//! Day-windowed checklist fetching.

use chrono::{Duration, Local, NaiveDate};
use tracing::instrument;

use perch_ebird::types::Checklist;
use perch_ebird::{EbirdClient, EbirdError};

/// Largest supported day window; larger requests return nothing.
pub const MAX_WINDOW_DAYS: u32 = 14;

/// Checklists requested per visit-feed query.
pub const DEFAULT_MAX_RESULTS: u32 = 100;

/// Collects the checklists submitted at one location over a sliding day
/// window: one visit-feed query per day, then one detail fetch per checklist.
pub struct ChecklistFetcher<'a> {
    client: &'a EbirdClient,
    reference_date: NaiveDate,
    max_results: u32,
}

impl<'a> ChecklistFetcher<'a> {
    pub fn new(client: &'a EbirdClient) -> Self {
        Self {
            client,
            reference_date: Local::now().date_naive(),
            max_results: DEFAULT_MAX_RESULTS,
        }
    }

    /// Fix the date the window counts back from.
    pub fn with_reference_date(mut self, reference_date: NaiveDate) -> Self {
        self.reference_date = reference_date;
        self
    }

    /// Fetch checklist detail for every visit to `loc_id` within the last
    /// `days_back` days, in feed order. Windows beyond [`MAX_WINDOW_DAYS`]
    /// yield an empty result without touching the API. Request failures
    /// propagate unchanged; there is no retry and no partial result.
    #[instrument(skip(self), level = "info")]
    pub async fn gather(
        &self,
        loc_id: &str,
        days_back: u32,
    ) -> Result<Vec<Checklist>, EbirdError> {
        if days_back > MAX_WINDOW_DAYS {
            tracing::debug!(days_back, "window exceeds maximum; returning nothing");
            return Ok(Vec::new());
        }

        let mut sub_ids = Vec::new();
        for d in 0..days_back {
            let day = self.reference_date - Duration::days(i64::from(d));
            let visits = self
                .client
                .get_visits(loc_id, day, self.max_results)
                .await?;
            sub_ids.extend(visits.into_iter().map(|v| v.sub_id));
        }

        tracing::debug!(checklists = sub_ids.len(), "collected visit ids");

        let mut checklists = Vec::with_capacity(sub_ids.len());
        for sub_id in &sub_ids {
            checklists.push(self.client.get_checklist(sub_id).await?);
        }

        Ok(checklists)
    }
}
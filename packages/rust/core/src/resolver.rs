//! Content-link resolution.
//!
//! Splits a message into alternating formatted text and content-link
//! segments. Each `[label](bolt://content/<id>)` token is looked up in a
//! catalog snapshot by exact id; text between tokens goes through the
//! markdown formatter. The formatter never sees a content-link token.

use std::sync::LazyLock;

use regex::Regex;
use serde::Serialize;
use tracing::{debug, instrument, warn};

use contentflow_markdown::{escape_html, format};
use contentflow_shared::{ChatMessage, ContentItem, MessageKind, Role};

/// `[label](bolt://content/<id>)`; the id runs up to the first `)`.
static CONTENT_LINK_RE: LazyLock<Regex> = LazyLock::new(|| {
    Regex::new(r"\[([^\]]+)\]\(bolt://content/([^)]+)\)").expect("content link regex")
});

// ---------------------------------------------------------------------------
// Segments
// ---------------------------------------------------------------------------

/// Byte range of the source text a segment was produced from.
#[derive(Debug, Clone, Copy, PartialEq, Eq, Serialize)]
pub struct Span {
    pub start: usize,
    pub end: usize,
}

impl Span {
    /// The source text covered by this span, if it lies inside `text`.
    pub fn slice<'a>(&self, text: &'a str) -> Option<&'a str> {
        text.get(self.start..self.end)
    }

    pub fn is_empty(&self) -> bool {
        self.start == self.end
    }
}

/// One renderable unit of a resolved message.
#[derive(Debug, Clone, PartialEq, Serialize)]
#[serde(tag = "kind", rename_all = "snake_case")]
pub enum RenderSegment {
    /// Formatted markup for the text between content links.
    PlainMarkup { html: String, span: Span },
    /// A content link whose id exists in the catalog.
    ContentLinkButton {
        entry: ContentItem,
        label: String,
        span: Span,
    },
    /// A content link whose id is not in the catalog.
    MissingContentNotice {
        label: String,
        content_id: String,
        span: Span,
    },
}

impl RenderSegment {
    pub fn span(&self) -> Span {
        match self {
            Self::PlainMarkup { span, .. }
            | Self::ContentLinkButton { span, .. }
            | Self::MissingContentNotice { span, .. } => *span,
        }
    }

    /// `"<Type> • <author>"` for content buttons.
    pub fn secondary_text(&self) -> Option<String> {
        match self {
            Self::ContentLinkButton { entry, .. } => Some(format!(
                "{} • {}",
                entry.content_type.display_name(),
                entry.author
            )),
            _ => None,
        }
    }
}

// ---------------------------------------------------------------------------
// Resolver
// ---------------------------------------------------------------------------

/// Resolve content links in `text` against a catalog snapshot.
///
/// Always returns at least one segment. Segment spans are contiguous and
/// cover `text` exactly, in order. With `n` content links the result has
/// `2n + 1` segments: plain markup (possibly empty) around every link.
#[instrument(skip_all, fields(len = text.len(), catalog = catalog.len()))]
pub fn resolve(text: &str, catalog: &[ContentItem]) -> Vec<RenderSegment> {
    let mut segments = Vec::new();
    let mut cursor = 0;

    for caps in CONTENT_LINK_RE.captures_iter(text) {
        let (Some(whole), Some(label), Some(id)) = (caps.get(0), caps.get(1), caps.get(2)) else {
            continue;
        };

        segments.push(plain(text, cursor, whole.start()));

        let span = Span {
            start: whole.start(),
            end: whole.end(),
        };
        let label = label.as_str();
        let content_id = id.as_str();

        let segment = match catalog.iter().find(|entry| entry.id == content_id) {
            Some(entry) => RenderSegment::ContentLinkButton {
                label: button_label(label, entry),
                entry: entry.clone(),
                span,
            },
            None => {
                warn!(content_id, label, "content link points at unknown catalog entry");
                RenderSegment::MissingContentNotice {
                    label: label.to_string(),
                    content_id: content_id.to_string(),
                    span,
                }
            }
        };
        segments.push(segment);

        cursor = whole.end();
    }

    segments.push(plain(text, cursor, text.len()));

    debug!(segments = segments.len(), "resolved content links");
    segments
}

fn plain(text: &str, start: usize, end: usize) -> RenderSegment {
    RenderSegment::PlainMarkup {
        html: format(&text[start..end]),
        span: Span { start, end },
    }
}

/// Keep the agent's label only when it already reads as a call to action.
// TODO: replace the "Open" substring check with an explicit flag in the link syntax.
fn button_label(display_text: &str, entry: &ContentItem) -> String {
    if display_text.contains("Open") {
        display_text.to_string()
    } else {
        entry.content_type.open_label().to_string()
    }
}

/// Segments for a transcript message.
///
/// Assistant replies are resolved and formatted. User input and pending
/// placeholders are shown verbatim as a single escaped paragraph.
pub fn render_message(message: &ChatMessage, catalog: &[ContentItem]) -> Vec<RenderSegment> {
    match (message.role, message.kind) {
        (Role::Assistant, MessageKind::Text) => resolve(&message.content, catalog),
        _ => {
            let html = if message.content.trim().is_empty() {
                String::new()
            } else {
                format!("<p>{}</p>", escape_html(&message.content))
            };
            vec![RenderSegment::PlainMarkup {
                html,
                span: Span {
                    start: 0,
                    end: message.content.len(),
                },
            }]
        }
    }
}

WHAT YOU SHOULD DO: Say how many lines of the records include the string "Assistant"; the number alone is enough.

EXERCISE RESULT: 2